As the EU struggles to define if natural gas is indeed a transitionary fuel or not, the benefits of the existing natural gas infrastructure can yet prove useful in view of a future shift to hydrogen. Russia has similarly been developing their own hydrogen roadmap, a short term vision until 2025 that will provide the time to implement legislation and fiscal policies, and to fund research into hydrogen uses and production process.

The financial activism that has led to growing restrictions on fossil fuel production means that Russia will have to consider an uncertain future for gas exports to Europe past 2035. The potential to utilize NordStream2 for hydrogen exports will be chief among the Russia’s considerations.

Russia’s vast landmass and northern coastline will help the state diversify into solar and wind generation could prove useful for green hydrogen production.
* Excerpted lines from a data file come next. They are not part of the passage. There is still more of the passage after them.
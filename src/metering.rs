//! Grid power consumption readings.
//!
//! The controller only needs a signed watt figure per sample: positive while importing from the
//! grid, negative while exporting.

use std::time::Duration;

use thiserror::Error;

/// Why a consumption sample is unavailable.
#[derive(Error, Debug)]
pub enum MeteringError {
    #[error("metering request failed: {0}")]
    Http(#[from] reqwest::Error),
    #[error("metering service returned status {0}")]
    Status(u16),
    #[error("unparseable metering reading '{0}'")]
    Parse(String),
}

/// Source of power consumption samples.
pub trait PowerMeter {
    /// Take one sample of the current grid consumption in whole watts.
    fn sample(&mut self) -> Result<i32, MeteringError>;
}

/// Reads the current value of a power channel from a volkszaehler.org middleware.
pub struct VolkszaehlerMeter {
    client: reqwest::blocking::Client,
    url: String,
}

impl VolkszaehlerMeter {
    pub fn new(url: impl Into<String>, timeout: Duration) -> Result<Self, MeteringError> {
        let client = reqwest::blocking::Client::builder()
            .timeout(timeout)
            .build()?;
        Ok(Self {
            client,
            url: url.into(),
        })
    }

    /// Data URL of `channel` on the middleware at `host`, asking for the latest value.
    pub fn channel_url(host: &str, channel: &str) -> String {
        format!("http://{host}/middleware/data/{channel}.txt?from=now")
    }

    pub fn url(&self) -> &str {
        &self.url
    }
}

impl PowerMeter for VolkszaehlerMeter {
    fn sample(&mut self) -> Result<i32, MeteringError> {
        let response = self.client.get(&self.url).send()?;
        let status = response.status();
        if !status.is_success() {
            return Err(MeteringError::Status(status.as_u16()));
        }
        parse_reading(&response.text()?)
    }
}

/// Parse a plain text reading such as `-34.56 W` into whole watts, truncating towards zero.
pub fn parse_reading(body: &str) -> Result<i32, MeteringError> {
    let trimmed = body.trim();
    let number = trimmed
        .strip_suffix('W')
        .map(str::trim_end)
        .unwrap_or(trimmed);

    let watts: f64 = number
        .parse()
        .map_err(|_| MeteringError::Parse(trimmed.to_owned()))?;
    if !watts.is_finite() || watts.abs() > f64::from(i32::MAX) {
        return Err(MeteringError::Parse(trimmed.to_owned()));
    }
    Ok(watts.trunc() as i32)
}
But it is the process of ‘turquoise’ hydrogen, whereby natural gas is separated into carbon and hydrogen, appears the most effective use of Russia’s extensive gas sector. The roadmap has targeted 2 million tonnes of hydrogen for export by 2030, predominantly to serve European demand.

Back to the Future

The tenuous political relationship that has defined the EU/Russia interactions in recent years shows little sign of softening, but this friction is often overlooked in the energy discussions. The soft power back-and-forth has even been kept at bay by this mutually beneficial demand and supply for gas.

If Russia’s natural gas exports are compromised by a restriction from capital markets and investors in Europe and Europe’s demand switches to hydrogen, then producing ‘turquoise’ and ‘yellow’ hydrogen (nuclear) would be an erstwhile endeavor to fill the supply/demand gap. Or, if Russia’s compromised gas exports led to a more volatile international actor – then replacing their export supply with gas-produced hydrogen would continue to provide the necessary buffer to the political tensions.